Learn how to configure flagging thresholds for your models.
Moderation API flags content based on the models you’ve added to your project. A piece of content is flagged when all the non-neutral labels of a model have a score above the configured flagging threshold.By default, the threshold is set to 0.5 (i.e., 50% confidence). However, you can configure a separate threshold for each label in your project to fit your specific needs. Setting a higher threshold makes the model less likely to flag content, while lowering it makes it more sensitive to potential issues.
Choosing different flagging thresholds allows you to control how strict the moderation should be for various types of content.• If you’d like to be more lenient, you can increase the threshold (e.g., to 0.75). The model will only flag content if it is at least 75% confident that a non-neutral label applies.
• To be more cautious, you can lower the threshold (e.g., to 0.25). Even a 25% confidence level for a non-neutral label would be enough for the content to be flagged.
Copy
{ // Threshold set to 0.5 "flagged": false, // 👈 not flagged "original": "Only hobbits live in the shire", "toxicity": { "label": "NEUTRAL", "score": 0.72952238, "label_scores": { // ... "TOXICITY": 0.27047762, // 👈 score not above 0.5 "NEUTRAL": 0.72952238 } }}
Adjusting the flagging threshold won’t change the actual confidence scores
given by the model—they remain the same. Instead, altering the threshold only
impacts whether the final flagged field in the API response is set to true or
false.
Thresholds can be independently configured for each model and label. This flexibility
allows you to be more cautious with certain subject matter while remaining lenient
with others. If any model involved in the analysis has a non-neutral
label that exceeds its respective threshold, the flagged field will be set to true.

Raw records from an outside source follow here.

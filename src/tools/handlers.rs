//! Built-in tool handlers.
//!
//! Path validation resolves the candidate path and requires prefix-
//! containment in an allowed root, re-checked here even though the Gateway
//! already checked once before the job was queued.

use sha2::{Digest, Sha256};

use async_trait::async_trait;
use serde::{Deserialize, Serialize};
use serde_json::json;
use uuid::Uuid;

use super::{Tool, ToolContext, ToolOutput};
use crate::error::ToolError;
use crate::store::Outcome;

fn require_str<'a>(params: &'a serde_json::Value, key: &str) -> Result<&'a str, ToolError> {
    params
        .get(key)
        .and_then(|v| v.as_str())
        .ok_or_else(|| ToolError::InvalidParameters(format!("missing '{key}' parameter")))
}

pub struct DirectoryScanTool;

#[async_trait]
impl Tool for DirectoryScanTool {
    async fn execute(&self, ctx: &ToolContext) -> Result<ToolOutput, ToolError> {
        let root_str = require_str(&ctx.params, "root")?;
        let root = ctx
            .allowlist
            .check(root_str)
            .map_err(|e| ToolError::PathEscape(e.to_string()))?;

        let mut files = Vec::new();
        let mut total_size: u64 = 0;
        scan_recursive(&root, &root, &mut files, &mut total_size).await?;
        files.sort();

        ToolOutput::json(&json!({
            "root": root.display().to_string(),
            "files": files,
            "total_size": total_size,
        }))
    }
}

fn scan_recursive<'a>(
    base: &'a std::path::Path,
    dir: &'a std::path::Path,
    files: &'a mut Vec<String>,
    total_size: &'a mut u64,
) -> std::pin::Pin<Box<dyn std::future::Future<Output = Result<(), ToolError>> + Send + 'a>> {
    Box::pin(async move {
        let mut entries = tokio::fs::read_dir(dir).await?;
        while let Some(entry) = entries.next_entry().await? {
            let path = entry.path();
            let metadata = entry.metadata().await?;
            if metadata.is_dir() {
                scan_recursive(base, &path, files, total_size).await?;
            } else {
                let relative = path.strip_prefix(base).unwrap_or(&path);
                files.push(relative.to_string_lossy().into_owned());
                *total_size += metadata.len();
            }
        }
        Ok(())
    })
}

pub struct DirectoryListTool;

#[async_trait]
impl Tool for DirectoryListTool {
    async fn execute(&self, ctx: &ToolContext) -> Result<ToolOutput, ToolError> {
        let path_str = require_str(&ctx.params, "path")?;
        let path = ctx
            .allowlist
            .check(path_str)
            .map_err(|e| ToolError::PathEscape(e.to_string()))?;

        let mut entries = tokio::fs::read_dir(&path).await?;
        let mut listed = Vec::new();
        while let Some(entry) = entries.next_entry().await? {
            let metadata = entry.metadata().await?;
            listed.push(json!({
                "name": entry.file_name().to_string_lossy(),
                "is_dir": metadata.is_dir(),
                "size": metadata.len(),
            }));
        }
        listed.sort_by_key(|v| v["name"].as_str().unwrap_or("").to_string());

        ToolOutput::json(&json!({
            "path": path.display().to_string(),
            "entries": listed,
        }))
    }
}

pub struct FileReadTool;

#[async_trait]
impl Tool for FileReadTool {
    async fn execute(&self, ctx: &ToolContext) -> Result<ToolOutput, ToolError> {
        let path_str = require_str(&ctx.params, "path")?;
        let path = ctx
            .allowlist
            .check(path_str)
            .map_err(|e| ToolError::PathEscape(e.to_string()))?;

        let bytes = tokio::fs::read(&path).await?;
        Ok(ToolOutput {
            bytes,
            content_type: "application/octet-stream".to_string(),
        })
    }
}

#[derive(Debug, Clone, Serialize, Deserialize)]
struct Move {
    from: String,
    to: String,
}

#[derive(Debug, Clone, Serialize, Deserialize)]
struct Plan {
    policy: String,
    root: String,
    moves: Vec<Move>,
}

pub struct OrganizePlanTool;
//! `coworkerd` library crate: job orchestration substrate for a local-first
//! filesystem coworker server. The `coworkerd` binary is a thin bootstrap
//! over these modules; integration tests exercise the same
//! `gateway::router` and `store::SqliteStore` directly.

pub mod audit;
pub mod config;
pub mod error;
pub mod gateway;
pub mod model;
pub mod registry;
pub mod store;
pub mod tools;
pub mod worker;
pub mod workspace;
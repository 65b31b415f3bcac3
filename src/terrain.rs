use crate::error::*;
use crate::location::*;
use crate::room_data::FloorSource;
use bitflags::*;
use fnv::FnvHashMap;

bitflags! {
    #[derive(Clone, Copy, Debug, PartialEq, Eq, Hash)]
    pub struct TileFlags: u8 {
        const NONE = 0;
        const FLOOR = 1;
        const CORRIDOR = 2;
    }
}

/// Floor layout of a single room: every walkable cell, which of those are
/// corridor cells, and an optional start cell.
///
/// Corridor cells count as floor for adjacency but are never placeable.
#[derive(Clone, Debug)]
pub struct RoomTerrain {
    tiles: FnvHashMap<Cell, TileFlags>,
    floor: Vec<Cell>,
    placeable: Vec<Cell>,
    start: Option<Cell>,
}

impl RoomTerrain {
    /// Build a room from its floor cells and the subset that are corridors.
    /// Corridor cells not listed in `floor` are added to the floor.
    pub fn new<F, C>(floor: F, corridors: C) -> Self
    where
        F: IntoIterator<Item = Cell>,
        C: IntoIterator<Item = Cell>,
    {
        let mut tiles: FnvHashMap<Cell, TileFlags> = FnvHashMap::default();

        for cell in floor {
            *tiles.entry(cell).or_insert(TileFlags::NONE) |= TileFlags::FLOOR;
        }
        for cell in corridors {
            let flags = tiles.entry(cell).or_insert(TileFlags::NONE);
            *flags |= TileFlags::FLOOR | TileFlags::CORRIDOR;
        }

        Self::from_tiles(tiles, None)
    }

    /// Parse a room from a text grid. Rows are `y`, columns are `x`.
    ///
    /// `.` floor, `C` corridor, `S` floor start cell, `#` or space wall.
    pub fn from_ascii(text: &str) -> PlacementResult<Self> {
        let mut tiles: FnvHashMap<Cell, TileFlags> = FnvHashMap::default();
        let mut start = None;

        for (y, line) in text.lines().enumerate() {
            for (x, glyph) in line.chars().enumerate() {
                let cell = Cell::new(x as i32, y as i32);
                let flags = match glyph {
                    '.' => TileFlags::FLOOR,
                    'C' => TileFlags::FLOOR | TileFlags::CORRIDOR,
                    'S' => {
                        start = Some(cell);
                        TileFlags::FLOOR
                    }
                    '#' | ' ' => continue,
                    _ => {
                        return Err(PlacementError::MalformedFloor {
                            line: y + 1,
                            column: x + 1,
                            glyph,
                        })
                    }
                };
                tiles.insert(cell, flags);
            }
        }

        Ok(Self::from_tiles(tiles, start))
    }

    fn from_tiles(tiles: FnvHashMap<Cell, TileFlags>, start: Option<Cell>) -> Self {
        let mut floor: Vec<Cell> = tiles.keys().copied().collect();
        floor.sort();

        let placeable = floor
            .iter()
            .copied()
            .filter(|c| !tiles[c].contains(TileFlags::CORRIDOR))
            .collect();

        RoomTerrain {
            tiles,
            floor,
            placeable,
            start,
        }
    }

    pub fn with_start(mut self, start: Cell) -> Self {
        self.start = Some(start);
        self
    }

    pub fn get(&self, cell: Cell) -> TileFlags {
        self.tiles.get(&cell).copied().unwrap_or(TileFlags::NONE)
    }

    pub fn is_floor(&self, cell: Cell) -> bool {
        self.get(cell).contains(TileFlags::FLOOR)
    }

    pub fn is_corridor(&self, cell: Cell) -> bool {
        self.get(cell).contains(TileFlags::CORRIDOR)
    }
}

impl FloorSource for RoomTerrain {
    fn floor_cells(&self) -> &[Cell] {
        &self.floor
    }

    fn placeable_cells(&self) -> &[Cell] {
        &self.placeable
    }

    fn start_cell(&self) -> Option<Cell> {
        self.start
    }
}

When using review queues, the flagged field is
often used to filter content and prioritize items that may require your attention
or moderation. By default, only flagged content enters the review queue. You can
also use the flagged field in your application code to make immediate decisions about
how to handle content (e.g., pushing it for review or blocking it outright). This
mechanism enables you to adjust thresholds on the fly without making extensive code
changes.
Some models, such as profanity detectors, or email matchers, return a list of flagged terms rather than probability scores. In these cases, the item is flagged if the model finds any matched terms. This means no explicit threshold configuration is necessary for certain types of “recognizer” models—they simply flag content when certain triggers are detected.